Среди сравнительно молодых людей, которых Франко в 1957 году назначил на ключевые посты, имелись уже достаточно известные фигуры: Альберто Ульястрес, Лауреано Лопес Родо, Фернандо Мария Кастиэлья, Педро Гуаль Вильяльби и Мариано Наварро Рубио. Они пришли из университетов и крупных банков, и хотя трое из них и принадлежали к «Opus Dei»{104}, распространенной по всему миру католической общине, однако новые лидеры не представляли никаких определенных группировок, партий или доктрин, а поэтому могли считаться технократами. Действительно, они совершили, по выражению Клауса фон Бейме, переход «от фашизма к диктатуре развития». [129]

Теперь, когда Фаланга уже не представляла какого-либо значения, можно было произвести преобразования и на африканских территориях.
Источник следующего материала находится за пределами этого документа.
//! Parlay - autonomous trading daemon for binary prediction markets.
//!
//! # Architecture
//!
//! ```text
//! src/
//! ├── core/              # Reusable library components
//! │   ├── domain/        # Pure entity types
//! │   ├── db/ store/     # Diesel schema + repository contract
//! │   ├── exchange/      # Catalog REST, trading API, book stream
//! │   ├── signal/        # Hub + collectors
//! │   ├── strategy/      # Tick engine + evaluators
//! │   ├── trade/         # Opportunities, risk, planning, execution
//! │   ├── portfolio/     # Positions, settlement, journal, reviews
//! │   └── service/       # Catalog sync, ingest, labeler, scheduler
//! ├── app/               # Configuration + orchestration
//! └── cli/               # run / check subcommands
//! ```
//!
//! The pipeline: catalog+book ingestion → signal hub → strategy engine →
//! opportunity manager → execution planner → risk preflight → order
//! executor → fill reconciliation → position/PnL/journal.

pub mod app;
pub mod cli;
pub mod core;
pub mod error;
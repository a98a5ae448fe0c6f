//! Collector contract and shared plumbing.
//!
//! A collector is a pluggable signal producer. Each one runs as its own
//! long-lived task, emits into the hub's bounded inbound stream without
//! blocking, and keeps a health cell up to date on every cycle. Errors
//! degrade health; they never tear the task down.

mod depth;
mod internal;
mod pattern;
mod price;
mod settlement;
mod sweep;
mod weather;

pub use depth::{DepthCollector, DepthConfig};
pub use internal::{InternalScanCollector, InternalScanConfig};
pub use pattern::{OrderbookPatternCollector, OrderbookPatternConfig};
pub use price::{PricePollCollector, PricePollConfig};
pub use settlement::{SettlementAggregator, SettlementAggregatorConfig};
pub use sweep::{CertaintySweepCollector, CertaintySweepConfig};
pub use weather::{WeatherCollector, WeatherConfig, WeatherEndpoint};

use std::sync::Arc;

use async_trait::async_trait;
use chrono::{DateTime, Utc};
use parking_lot::Mutex;
use tokio::sync::mpsc;
use tracing::debug;

use crate::core::domain::{HealthStatus, Signal, SourceInfo};
use crate::core::shutdown::ShutdownToken;
use crate::error::Result;

/// A pluggable signal producer.
#[async_trait]
pub trait Collector: Send + Sync + 'static {
    /// Unique collector name; doubles as the signal `source`.
    fn name(&self) -> &'static str;

    /// Static description of the upstream this collector reads.
    fn source_info(&self) -> SourceInfo;

    /// Produce signals until cancelled. Implementations loop on their own
    /// ticker, emit through `out`, and update health each cycle.
    async fn produce(&self, out: SignalEmitter, shutdown: ShutdownToken) -> Result<()>;

    /// Collector-specific teardown; default is nothing.
    fn stop(&self) {}

    /// Current health view.
    fn health(&self) -> HealthSnapshot;
}

/// Point-in-time collector health.
#[derive(Debug, Clone, PartialEq)]
pub struct HealthSnapshot {
    pub status: HealthStatus,
    pub last_poll_at: Option<DateTime<Utc>>,
    pub last_error: Option<String>,
}

impl Default for HealthSnapshot {
    fn default() -> Self {
        Self {
            status: HealthStatus::Unknown,
            last_poll_at: None,
            last_error: None,
        }
    }
}

/// Shared mutable health cell; collectors update it, the hub reads it.
#[derive(Clone, Default)]
pub struct HealthCell {
    inner: Arc<Mutex<HealthSnapshot>>,
}

impl HealthCell {
    #[must_use]
    pub fn new() -> Self {
        Self::default()
    }

    /// Record a successful cycle.
    pub fn healthy(&self) {
        let mut inner = self.inner.lock();
        inner.status = HealthStatus::Healthy;
        inner.last_poll_at = Some(Utc::now());
        inner.last_error = None;
    }

    /// Record a cycle that produced partial results.
    pub fn degraded(&self, error: impl Into<String>) {
        let mut inner = self.inner.lock();
        inner.status = HealthStatus::Degraded;
        inner.last_poll_at = Some(Utc::now());
        inner.last_error = Some(error.into());
    }

    /// Record a failed cycle.
    pub fn down(&self, error: impl Into<String>) {
        let mut inner = self.inner.lock();
        inner.status = HealthStatus::Down;
        inner.last_poll_at = Some(Utc::now());
        inner.last_error = Some(error.into());
    }

    #[must_use]
    pub fn snapshot(&self) -> HealthSnapshot {
        self.inner.lock().clone()
    }
}

/// Non-blocking sender into the hub's inbound stream.
///
/// Signals are continuous enough that loss under back-pressure is
/// tolerable; a full queue drops the sample and counts it.
#[derive(Clone)]
pub struct SignalEmitter {
    tx: mpsc::Sender<Signal>,
    dropped: Arc<std::sync::atomic::AtomicU64>,
}

impl SignalEmitter {
    #[must_use]
    pub fn new(tx: mpsc::Sender<Signal>) -> Self {
        Self {
            tx,
            dropped: Arc::new(std::sync::atomic::AtomicU64::new(0)),
        }
    }

    /// Emit a signal; returns whether it was accepted.
    pub fn emit(&self, signal: Signal) -> bool {
        match self.tx.try_send(signal) {
            Ok(()) => true,
            Err(e) => {
                self.dropped
                    .fetch_add(1, std::sync::atomic::Ordering::Relaxed);
                debug!(error = %e, "hub inbound full, dropping signal");
                false
            }
        }
    }

    /// Samples dropped because the inbound queue was full.
    #[must_use]
    pub fn dropped_count(&self) -> u64 {
        self.dropped.load(std::sync::atomic::Ordering::Relaxed)
    }
}

#[cfg(test)]
mod tests {
    use super::*;
    use crate::core::domain::SignalType;

    #[test]
    fn health_cell_transitions() {
        let cell = HealthCell::new();
        assert_eq!(cell.snapshot().status, HealthStatus::Unknown);

        cell.healthy();
        assert_eq!(cell.snapshot().status, HealthStatus::Healthy);
        assert!(cell.snapshot().last_error.is_none());

        cell.down("connection refused");
        let snap = cell.snapshot();
        assert_eq!(snap.status, HealthStatus::Down);
        assert_eq!(snap.last_error.as_deref(), Some("connection refused"));
    }

    #[tokio::test]
    async fn emitter_drops_when_full() {
        let (tx, _rx) = mpsc::channel(1);
        let emitter = SignalEmitter::new(tx);

        let make = || Signal::builder(SignalType::LiquidityGap, "test").build();
        assert!(emitter.emit(make()));
        assert!(!emitter.emit(make()));
        assert_eq!(emitter.dropped_count(), 1);
    }
}
//! Settings service: DB-backed runtime toggles with an in-process cache.
//!
//! Every read path masks sensitive values (keys matching
//! `secret|token|password|api_key|private_key`); raw values stay inside
//! this module's writers.

use std::time::{Duration, Instant};

use chrono::Utc;
use dashmap::DashMap;
use tracing::info;

use crate::core::domain::SystemSetting;
use crate::core::store::{Repository, SharedRepository};
use crate::error::Result;

/// Cache entries expire quickly; the store stays the source of truth.
const CACHE_TTL: Duration = Duration::from_secs(5);

pub struct SettingsService {
    repo: SharedRepository,
    cache: DashMap<String, (SystemSetting, Instant)>,
}

impl SettingsService {
    #[must_use]
    pub fn new(repo: SharedRepository) -> Self {
        Self {
            repo,
            cache: DashMap::new(),
        }
    }

    async fn get_raw(&self, key: &str) -> Result<Option<SystemSetting>> {
        if let Some(entry) = self.cache.get(key) {
            let (setting, cached_at) = entry.value();
            if cached_at.elapsed() < CACHE_TTL {
                return Ok(Some(setting.clone()));
            }
        }
        let setting = self.repo.get_setting(key).await?;
        if let Some(setting) = &setting {
            self.cache
                .insert(key.to_string(), (setting.clone(), Instant::now()));
        }
        Ok(setting)
    }

    /// Read one setting; sensitive values come back masked.
    pub async fn get(&self, key: &str) -> Result<Option<SystemSetting>> {
        Ok(self.get_raw(key).await?.map(|s| s.masked()))
    }

    /// List all settings; sensitive values come back masked.
    pub async fn list(&self) -> Result<Vec<SystemSetting>> {
        Ok(self
            .repo
            .list_settings()
            .await?
            .into_iter()
            .map(|s| s.masked())
            .collect())
    }

    /// Write a setting and refresh the cache.
    pub async fn set(&self, key: &str, value: serde_json::Value) -> Result<()> {
        let setting = SystemSetting {
            key: key.to_string(),
            value,
            description: None,
            updated_at: Utc::now(),
        };
        self.repo.upsert_setting(&setting).await?;
        self.cache
            .insert(key.to_string(), (setting.clone(), Instant::now()));
        if setting.is_sensitive() {
            info!(key = %key, "sensitive setting updated");
        } else {
            info!(key = %key, value = %setting.value, "setting updated");
        }
        Ok(())
    }

    /// Check a `feature.<name>` switch, falling back to the component's
    /// default when unset.
    pub async fn feature_enabled(&self, key: &str, default: bool) -> Result<bool> {
        Ok(self
            .get_raw(key)
            .await?
            .and_then(|s| s.value.as_bool())
            .unwrap_or(default))
    }

    /// Drop all cached entries (test and admin seam).
    pub fn invalidate_cache(&self) {
        self.cache.clear();
    }
}

#[cfg(test)]
mod tests {
    use super::*;
    use crate::core::domain::{feature, MASK};
    use crate::core::store::{MemoryRepository, Repository};
    use std::sync::Arc;

    fn service(repo: &Arc<MemoryRepository>) -> SettingsService {
        SettingsService::new(Arc::clone(repo) as SharedRepository)
    }

    #[tokio::test]
    async fn feature_switch_defaults_apply_when_unset() {
        let repo = Arc::new(MemoryRepository::new());
        let settings = service(&repo);
        // Strategy engine defaults off, catalog sync defaults on.
        assert!(!settings
            .feature_enabled(feature::STRATEGY_ENGINE, false)
            .await
            .unwrap());
        assert!(settings
            .feature_enabled(feature::CATALOG_SYNC, true)
            .await
            .unwrap());
    }

    #[tokio::test]
    async fn feature_switch_reads_stored_value() {
        let repo = Arc::new(MemoryRepository::new());
        let settings = service(&repo);
        settings
            .set(feature::STRATEGY_ENGINE, serde_json::json!(true))
            .await
            .unwrap();
        assert!(settings
            .feature_enabled(feature::STRATEGY_ENGINE, false)
            .await
            .unwrap());
    }

    #[tokio::test]
    async fn sensitive_values_are_masked_on_every_read_path() {
        let repo = Arc::new(MemoryRepository::new());
        let settings = service(&repo);
        settings
            .set("clob.api_key", serde_json::json!("sk-live-abc123"))
            .await
            .unwrap();

        let got = settings.get("clob.api_key").await.unwrap().unwrap();
        assert_eq!(got.value, serde_json::json!(MASK));

        let listed = settings.list().await.unwrap();
        let row = listed.iter().find(|s| s.key == "clob.api_key").unwrap();
        assert_eq!(row.value, serde_json::json!(MASK));

        // The store itself still holds the raw value for internal use.
        let raw = repo.get_setting("clob.api_key").await.unwrap().unwrap();
        assert_eq!(raw.value, serde_json::json!("sk-live-abc123"));
    }

    #[tokio::test]
    async fn cache_serves_repeated_reads() {
        let repo = Arc::new(MemoryRepository::new());
        let settings = service(&repo);
        settings.set("engine.tick", serde_json::json!(30)).await.unwrap();

        // Mutate behind the cache; the cached value should win within TTL.
        repo.upsert_setting(&SystemSetting::new(
            "engine.tick",
            serde_json::json!(60),
        ))
        .await
        .unwrap();

        let got = settings.get("engine.tick").await.unwrap().unwrap();
        assert_eq!(got.value, serde_json::json!(30));

        settings.invalidate_cache();
        let got = settings.get("engine.tick").await.unwrap().unwrap();
        assert_eq!(got.value, serde_json::json!(60));
    }
}
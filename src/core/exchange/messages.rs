//! WebSocket wire types for the market-data stream.

use serde::{Deserialize, Serialize};

use crate::core::domain::{BookSnapshot, PriceLevel, TokenId};

/// Initial subscription request.
#[derive(Debug, Serialize)]
pub struct SubscribeMessage {
    pub assets_ids: Vec<String>,
    #[serde(rename = "type")]
    pub msg_type: String,
}

impl SubscribeMessage {
    #[must_use]
    pub fn new(asset_ids: Vec<String>) -> Self {
        Self {
            assets_ids: asset_ids,
            msg_type: "market".into(),
        }
    }
}

/// Incremental subscription update sent on refresh.
#[derive(Debug, Serialize)]
pub struct UpdateSubscriptionMessage {
    pub assets_ids: Vec<String>,
    pub operation: String,
}

impl UpdateSubscriptionMessage {
    #[must_use]
    pub fn subscribe(asset_ids: Vec<String>) -> Self {
        Self {
            assets_ids: asset_ids,
            operation: "subscribe".into(),
        }
    }

    #[must_use]
    pub fn unsubscribe(asset_ids: Vec<String>) -> Self {
        Self {
            assets_ids: asset_ids,
            operation: "unsubscribe".into(),
        }
    }
}

/// Reply to a server-initiated ping.
#[derive(Debug, Serialize)]
pub struct PongMessage {
    pub event_type: String,
}

impl Default for PongMessage {
    fn default() -> Self {
        Self {
            event_type: "pong".into(),
        }
    }
}

/// Messages received from the market-data stream.
#[derive(Debug, Deserialize)]
#[serde(tag = "event_type")]
pub enum WsMessage {
    #[serde(rename = "book")]
    Book(BookMessage),

    #[serde(rename = "price_change")]
    PriceChange(PriceChangeMessage),

    #[serde(rename = "last_trade_price")]
    LastTradePrice(LastTradeMessage),

    #[serde(rename = "tick_size_change")]
    TickSizeChange(serde_json::Value),

    #[serde(rename = "ping")]
    Ping,

    #[serde(other)]
    Unknown,
}

#[derive(Debug, Deserialize)]
pub struct BookMessage {
    pub asset_id: String,
    pub market: Option<String>,
    pub bids: Vec<WsPriceLevel>,
    pub asks: Vec<WsPriceLevel>,
    pub timestamp: Option<String>,
    pub hash: Option<String>,
}

impl BookMessage {
    /// Convert this wire message to a domain [`BookSnapshot`].
    ///
    /// Levels arrive unordered; bids are sorted best (highest) first and
    /// asks best (lowest) first. The wire timestamp is epoch millis; a
    /// missing or malformed one falls back to `received_at`.
    #[must_use]
    pub fn to_snapshot(&self, received_at: chrono::DateTime<chrono::Utc>) -> BookSnapshot {
        let mut bids = Self::parse_levels(&self.bids);
        let mut asks = Self::parse_levels(&self.asks);
        bids.sort_by(|a, b| b.price.cmp(&a.price));
        asks.sort_by(|a, b| a.price.cmp(&b.price));

        let ts = self
            .timestamp
            .as_deref()
            .and_then(|t| t.parse::<i64>().ok())
            .and_then(chrono::DateTime::from_timestamp_millis)
            .unwrap_or(received_at);

        BookSnapshot::new(TokenId::from(self.asset_id.clone()), ts, bids, asks)
    }

    fn parse_levels(levels: &[WsPriceLevel]) -> Vec<PriceLevel> {
        levels
            .iter()
            .filter_map(|pl| Some(PriceLevel::new(pl.price.parse().ok()?, pl.size.parse().ok()?)))
            .collect()
    }
}

#[derive(Debug, Deserialize)]
pub struct PriceChangeMessage {
    pub asset_id: String,
    pub market: Option<String>,
    pub price: Option<String>,
    pub changes: Option<Vec<WsPriceLevel>>,
    pub timestamp: Option<String>,
}

#[derive(Debug, Deserialize)]
pub struct LastTradeMessage {
    pub asset_id: String,
    pub market: Option<String>,
    pub price: Option<String>,
    pub timestamp: Option<String>,
}

/// Price level as received on the wire (strings, not decimals).
#[derive(Debug, Clone, Deserialize)]
pub struct WsPriceLevel {
    pub price: String,
    pub size: String,
}
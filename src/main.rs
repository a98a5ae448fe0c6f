use clap::Parser;
use parlay::cli::Cli;

#[tokio::main]
async fn main() -> anyhow::Result<()> {
    let _ = dotenvy::dotenv();
    Cli::parse().execute().await?;
    Ok(())
}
Благодаря дружественным отношениям с арабами Франко утратил свободу маневра. Уже не играло роли то обстоятельство, что он предоставил убежище борцам за освобождение и дал автономию Рифу. На фоне политики деколонизации, проводимой ООН и французским соседом, столь важные уступки утратили свою ценность.

Испания, как и Франция, понесла значительные жертвы в ходе восстановления независимости Марокко. Подвигнуть на это Фалангу в те времена, когда она обладала силой, было бы невозможно. Франко же принял в Мадриде султана Мохаммеда бен-Юсуфа, и Мартин Артахо подготовил договор, согласно которому Сеута и Мелилья, будучи испанскими городами, впредь сохраняли связь с метрополией, а прочая территория Рифа вновь переходила под власть главы шерифского королевства.

Вскоре марокканцы потребовали и возвращения Ифни. Кастиэлья, ставший тем временем министром иностранных дел, не смог уговорить их отказаться от этого. Партизаны вторглись с боями в рыбацкий город и были отброшены лишь семь дней спустя. Карательная экспедиция, в которой принимали участие и французские войска, положила конец короткой войне в Сахаре 1957–1958 годов. В результате Испания сохранила свой опорный пункт еще на десять лет.

Казалось, престиж каудильо упал. Как стало известно из правительственных и армейских кругов, [130] Франко заранее знал о намерениях марокканцев совершить нападение, однако с оглядкой на Америку, где как раз находился с визитом Мохаммед бен-Юсуф, не принял неотложных мер. Впрочем, в ходе боев в Ифни был попутно достигнут итог, говоривший в пользу политики главы государства. Франция и Испания больше не были соперниками в Северной Африке.

То обстоятельство, что Кастиэлья стремился к длительному партнерству с соседом, на короткое время способствовало повышению престижа Франко. При ближайшей возможности каудильо нанес визит Эйзенхауэр. Их встреча возымела действие, на которое рассчитывал министр иностранных дел. Когда 22 декабря 1959 года Франко и Эйзенхауэр при прощании у взлетной полосы в Торрехоне обменялись традиционным испанским абрасо{105}, Мадрид ликовал.